Publication year - 1993
Publication title -
hepatology
Language(s) - English
Resource type - Journals
SCImago Journal Rank - 5.488
H-Index - 361
eISSN - 1527-3350
pISSN - 0270-9139
DOI - 10.1002/hep.1840180402
Subject(s) - hepatocellular carcinoma , biology , allele , metastasis , gene , cadherin , tumor suppressor gene , loss of heterozygosity , cancer research , pathology , cell , microbiology and biotechnology , genetics , carcinogenesis , cancer , medicine
Frequent allele loss from chromosome 16q was recently described for human tumors of the breast, prostate gland and liver, indicating the possible presence of a tumor‐suppressor gene on that chromosome arm.
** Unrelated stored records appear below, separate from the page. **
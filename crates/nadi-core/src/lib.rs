//! # nadi-core: Pure Business Logic for Nadi POS
//!
//! This crate contains the domain model of the point-of-sale system as
//! pure types and functions with zero I/O dependencies.
//!
//! ## Architecture Position
//! ```text
//! ┌─────────────────────────────────────────────────────────────────────┐
//! │                      Nadi POS Architecture                          │
//! │                                                                     │
//! │  ┌───────────────────────────────────────────────────────────────┐ │
//! │  │                 ★ nadi-core (THIS CRATE) ★                    │ │
//! │  │                                                               │ │
//! │  │   ┌───────────┐  ┌───────────┐  ┌───────────┐  ┌──────────┐  │ │
//! │  │   │   types   │  │   money   │  │   error   │  │validation│  │ │
//! │  │   │  Product  │  │   Money   │  │ CoreError │  │  rules   │  │ │
//! │  │   │ SaleTx    │  │  (rupiah) │  │           │  │  checks  │  │ │
//! │  │   └───────────┘  └───────────┘  └───────────┘  └──────────┘  │ │
//! │  │                                                               │ │
//! │  │   NO I/O • NO DATABASE • NO NETWORK • PURE FUNCTIONS          │ │
//! │  └───────────────────────────────────────────────────────────────┘ │
//! │                                │                                    │
//! │  ┌─────────────────────────────▼─────────────────────────────────┐ │
//! │  │                 nadi-store (Durable Local Store)              │ │
//! │  │            SQLite schema, repositories, sale writer           │ │
//! │  └───────────────────────────────────────────────────────────────┘ │
//! └─────────────────────────────────────────────────────────────────────┘
//! ```
//!
//! ## Modules
//!
//! - [`types`] - Domain entities (Product, SaleTransaction, CartLine, ...)
//! - [`money`] - Money type with integer arithmetic (no floating point!)
//! - [`error`] - Domain error types
//! - [`validation`] - Business rule validation
//!
//! ## Design Principles
//!
//! 1. **Pure Functions**: deterministic - same input, same output
//! 2. **No I/O**: database, network, file system access is FORBIDDEN here
//! 3. **Integer Money**: all amounts are integer rupiah (i64), never floats
//! 4. **Explicit Errors**: all errors are typed, never strings or panics

pub mod error;
pub mod money;
pub mod types;
pub mod validation;

pub use error::{CoreError, CoreResult, ValidationError};
pub use money::Money;
pub use types::*;

/// Default tenant ID for a single-shop deployment.
///
/// The local schema is tenant-agnostic, but every remote row is scoped by
/// tenant id. Until device provisioning assigns a real tenant this constant
/// keeps pushed rows addressable.
pub const DEFAULT_TENANT_ID: &str = "00000000-0000-0000-0000-000000000001";

/// Stock at or below this count is flagged "low" on the dashboard.
pub const DEFAULT_LOW_STOCK_THRESHOLD: i64 = 5;

/// Maximum quantity of a single line in a cart.
///
/// Guards against fat-finger entries (typing 1000 instead of 10).
pub const MAX_LINE_QUANTITY: i64 = 999;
In this study, the chromosome 16 allele status of 38 hepatocellular carcinomas in Chinese patients was determined with restriction‐fragmentlength polymorphism analysis. Tumor‐specific allele loss was detected in 14(74%) of 19 patients informative for 16p markers and in 22 (85%) of 26 patients informative for 16p markers. Quantitative densitometric analysis revealed reduction to hemizygosity of the E‐cadherin cell adhesion gene (localized to 16q22.1) in 18 (64%) of the 28 patients for whom quantitative data were available. Reduced expression of E‐cadherin has been associated with invasion and metastasis in several human cell lines and primary tumors, and our results suggest that one mechanism of reduced E‐cadherin expression is the loss of one copy of the E‐cadherin gene. (HEPATOLOGY 1993;18:757‐762).